True impacts and revenue numbers remain in flux, but legislators have already begun circulating draft legislation on both sides of the issue.  Sen. Jim Brewster (D-Allegheny) announced legislation that would earmark revenue from a new natural gas extraction tax for public schools while retaining current well impact fees that support local governments.

Brewster estimated that his proposed five percent tax would generate between $700 million to $1 billion for public schools. The funds would be distributed via a new basic education subsidy formula that is now being developed by a bipartisan legislative commission.

Under his plan, shale drillers would be able to credit current impact fee expenses (Act 13 of 2012) against their severance tax liability. That way, the senator said the effective tax rate is five percent, which would keep the industry competitive. The current impact fee equates to an estimated 1.8 percent tax over the life of the well.

And State Rep. Kate Harper (R-Montgomery) on Thursday announced legislation to direct revenues toward public school employee pension costs. The Public School Employees’ Retirement System currently has an unfunded liability that exceeds $32 billion.

Rep.
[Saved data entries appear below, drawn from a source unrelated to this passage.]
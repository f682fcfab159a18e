//! Per-input proof production and verification.
//!
//! Signing is all-or-nothing: either every input of the unsigned
//! transaction can be proved with the supplied secret key, or the whole
//! operation fails and no [`Transaction`] value ever exists half-signed.
//! Each input moves through `Unsigned → Proving → Proved` independently,
//! and the first input that cannot be proved aborts the run with its index.
//!
//! The spending message for input `i` binds three things together:
//!
//! ```text
//! message_i = domain_tag || tx_id || context_digest || box_id_i
//! ```
//!
//! so a proof is only valid for this exact transaction, against this exact
//! chain state, for this exact box. Proving is pure and stateless — there
//! is nothing to retry at this layer.

use thiserror::Error;
use tracing::debug;

use crate::address::ScriptHash;
use crate::chain::context::ErgoStateContext;
use crate::chain::ergo_box::{BoxId, UnspentBox};
use crate::crypto::keys::SecretKey;
use crate::transaction::types::{Input, SpendingProof, Transaction, UnsignedTransaction};

/// Domain separation tag for spending messages.
const SPENDING_MESSAGE_TAG: &[u8] = b"ergo-wallet.input-proof.v1";

/// Errors from proof production and verification.
#[derive(Debug, Error, Clone, PartialEq, Eq)]
pub enum SigningError {
    /// An input could not be proved with the supplied key.
    #[error("signing failed for input {input_index}: {reason}")]
    SigningFailed { input_index: usize, reason: String },

    /// An input references a box that was not supplied to the signer.
    #[error("input box {0} not found among the supplied boxes")]
    MissingInputBox(BoxId),

    /// Verification: the declared id does not match the signable bytes.
    #[error("transaction id does not match its contents")]
    IdMismatch,

    /// Verification: an input's proof does not verify.
    #[error("proof for input {input_index} is invalid")]
    InvalidProof { input_index: usize },
}

fn spending_message(
    tx_id: &crate::chain::ergo_box::TxId,
    context: &ErgoStateContext,
    box_id: &BoxId,
) -> Vec<u8> {
    let mut msg = Vec::with_capacity(SPENDING_MESSAGE_TAG.len() + 96);
    msg.extend_from_slice(SPENDING_MESSAGE_TAG);
    msg.extend_from_slice(tx_id.as_bytes());
    msg.extend_from_slice(&context.digest());
    msg.extend_from_slice(box_id.as_bytes());
    msg
}

fn find_box<'a>(boxes: &'a [UnspentBox], box_id: &BoxId) -> Result<&'a UnspentBox, SigningError> {
    boxes
        .iter()
        .find(|b| &b.box_id == box_id)
        .ok_or(SigningError::MissingInputBox(*box_id))
}

/// Produce a proof for every input of `unsigned`, yielding the finalized
/// [`Transaction`].
///
/// `input_boxes` must contain every box the transaction spends (extra boxes
/// are ignored); the box's script hash is what each proof is checked
/// against. An input whose script hash is not the hash of the secret key's
/// public key fails with [`SigningError::SigningFailed`] carrying that
/// input's index — nothing is returned for the inputs that *could* have
/// been proved.
pub fn sign_transaction(
    unsigned: UnsignedTransaction,
    context: &ErgoStateContext,
    input_boxes: &[UnspentBox],
    secret_key: &SecretKey,
) -> Result<Transaction, SigningError> {
    let tx_id = unsigned.compute_id();
    let public_key = secret_key.public_key();
    let key_script = ScriptHash::of_public_key(&public_key);

    let mut inputs = Vec::with_capacity(unsigned.inputs.len());
    for (input_index, input) in unsigned.inputs.iter().enumerate() {
        let input_box = find_box(input_boxes, &input.box_id)?;

        // The key must actually own this box's guarding script.
        if input_box.script_hash != key_script {
            return Err(SigningError::SigningFailed {
                input_index,
                reason: "secret key does not match the box's guarding script".to_string(),
            });
        }

        let message = spending_message(&tx_id, context, &input.box_id);
        let proof = secret_key.sign(&message);
        inputs.push(Input {
            box_id: input.box_id,
            spending_proof: SpendingProof {
                proof,
                public_key: public_key.clone(),
            },
        });
    }

    debug!(
        tx_id = %tx_id,
        inputs = inputs.len(),
        "all inputs proved"
    );

    Ok(Transaction {
        id: tx_id,
        inputs,
        data_inputs: unsigned.data_inputs,
        outputs: unsigned.outputs,
    })
}

/// Re-check a signed transaction: id integrity, script ownership, and every
/// input's proof.
///
/// Checks run cheapest first and stop at the first failure.
pub fn verify_transaction(
    tx: &Transaction,
    context: &ErgoStateContext,
    input_boxes: &[UnspentBox],
) -> Result<(), SigningError> {
    if tx.to_unsigned().compute_id() != tx.id {
        return Err(SigningError::IdMismatch);
    }

    for (input_index, input) in tx.inputs.iter().enumerate() {
        let input_box = find_box(input_boxes, &input.box_id)?;
        let proof = &input.spending_proof;

        if ScriptHash::of_public_key(&proof.public_key) != input_box.script_hash {
            return Err(SigningError::InvalidProof { input_index });
        }

        let message = spending_message(&tx.id, context, &input.box_id);
        if !proof.public_key.verify(&message, &proof.proof) {
            return Err(SigningError::InvalidProof { input_index });
        }
    }

    Ok(())
}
Harper’s proposal would assess a tax of 3.5 percent of the gross value of units severed at the wellhead.  She estimated the tax would generate more than $400 million annually.

Harper said, “My proposal strikes the appropriate balance between keeping this job-creating industry competitive and capitalizing on the opportunity to protect our school taxpayers from skyrocketing pension costs.”

The tax would be in addition to impact fees assessed on drilling under Act 13 which has generated more than $630 million to date.

Representatives of Associated Petroleum Industries of Pennsylvania, the Marcellus Shale Coalition and the PA Independent Oil and Gas Association Tuesday held a press conference to again express their opposition to a severance tax on natural gas production.

Dave Spigelmyer with the Marcellus Shale Coalition said attempts by the Wolf administration to raise $1 billion in revenue through a severance tax would “damage this play forever in the commonwealth.”

“There are opportunities for job growth, opportunities for a manufacturing renaissance,” said Spigelmyer. “All will create tax revenue for the commonwealth and I think that’s where the focus should be for the state.”

Newly elected State Senator Camera Bartolotta, on her Facebook page, summed up resistance of many elected officials from the Marcellus drilling area, noting, “I will fight, tirelessly, to keep the impact fee in place. $130 million dollars have come to municipalities that are impacted by drilling.  Money that we would not see otherwise is a huge benefit to our district.”

An analysis by Platts showed that oil and gas companies will profit even with a five percent tax at current sales prices. Regardless, numbers on both sides of the argument are likely to remain sketchy.

In the end, it may not be so much a questions of “if” the revenue estimates are accurate, but more so whether funding education and filling budget deficits via a severance tax is the right avenue for Pennsylvania’s long term plans.  But it has become obvious that even a severance tax is no silver bullet for the state’s budget problems.